▶ _Your goal_:
From the entries below, copy every line that holds the word "VimReconciler".

▶ _The data_:
- - - - -

//! One-off reconciliation sweep

use anyhow::Result;
use colored::Colorize;
use siteinv_lib::driver::{OsmDriver, OsmDriverConfig};
use siteinv_lib::sync::{OrchestratorOutcome, SweepReport, VimReconciler};
use siteinv_lib::InventoryClient;
use std::sync::Arc;
use std::time::Duration;
use tabled::Tabled;

use crate::output::{print_json, print_success, print_warning, OutputFormat};

/// Row for the sweep report table
#[derive(Tabled)]
struct OutcomeRow {
    #[tabled(rename = "NFVO")]
    nfvo_id: String,
    #[tabled(rename = "Result")]
    result: String,
    #[tabled(rename = "Created")]
    created: usize,
    #[tabled(rename = "Existing")]
    existing: usize,
    #[tabled(rename = "Failed")]
    failed: usize,
    #[tabled(rename = "Orphaned")]
    orphaned: usize,
}

impl From<&OrchestratorOutcome> for OutcomeRow {
    fn from(outcome: &OrchestratorOutcome) -> Self {
        let (result, vims) = match outcome {
            OrchestratorOutcome::SkippedNoCredentials { .. } => {
                ("no credentials".yellow().to_string(), Default::default())
            }
            OrchestratorOutcome::Malformed { error, .. } => {
                (format!("{}: {}", "malformed record".red(), error), Default::default())
            }
            OrchestratorOutcome::DriverFailed { error, .. } => {
                (format!("{}: {}", "driver error".red(), error), Default::default())
            }
            OrchestratorOutcome::Reconciled { vims, .. } => ("reconciled".green().to_string(), *vims),
        };
        Self {
            nfvo_id: outcome
                .nfvo_id()
                .map_or_else(|| "-".to_string(), |id| id.to_string()),
            result,
            created: vims.created,
            existing: vims.existing,
            failed: vims.failed,
            orphaned: vims.orphaned,
        }
    }
}

/// Run a single sweep against the real OSM driver and print the report
pub async fn run_sweep(
    inventory: Arc<InventoryClient>,
    osm_project: &str,
    timeout_secs: u64,
    format: OutputFormat,
) -> Result<()> {
    let driver = OsmDriver::new(OsmDriverConfig {
        project_id: osm_project.to_string(),
        request_timeout: Duration::from_secs(timeout_secs),
        ..OsmDriverConfig::default()
    })?;
    let reconciler = VimReconciler::new(inventory, Arc::new(driver));

    let report = reconciler.sweep().await?;

    match format {
        OutputFormat::Json => print_json(&report)?,
        OutputFormat::Table => print_report(&report),
    }

    Ok(())
}

fn print_report(report: &SweepReport) {
    if report.outcomes.is_empty() {
        print_warning("No OSM orchestrators registered");
        return;
    }

    let rows: Vec<OutcomeRow> = report.outcomes.iter().map(OutcomeRow::from).collect();
    let table = tabled::Table::new(rows)
        .with(tabled::settings::Style::rounded())
        .to_string();
    println!("{}", table);

    let totals = report.totals();
    let summary = format!(
        "Sweep complete: {} created, {} existing, {} failed",
        totals.created, totals.existing, totals.failed
    );
    if totals.failed == 0 && totals.orphaned == 0 {
        print_success(&summary);
    } else {
        print_warning(&summary);
    }
    if totals.orphaned > 0 {
        print_warning(&format!(
            "{} VIM account(s) created without an orchestrator link",
            totals.orphaned
        ));
    }
}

- - - - -

▶ _Your response_:
use siteinv_lib::sync::{OrchestratorOutcome, SweepReport, VimReconciler};
    let reconciler = VimReconciler::new(inventory, Arc::new(driver));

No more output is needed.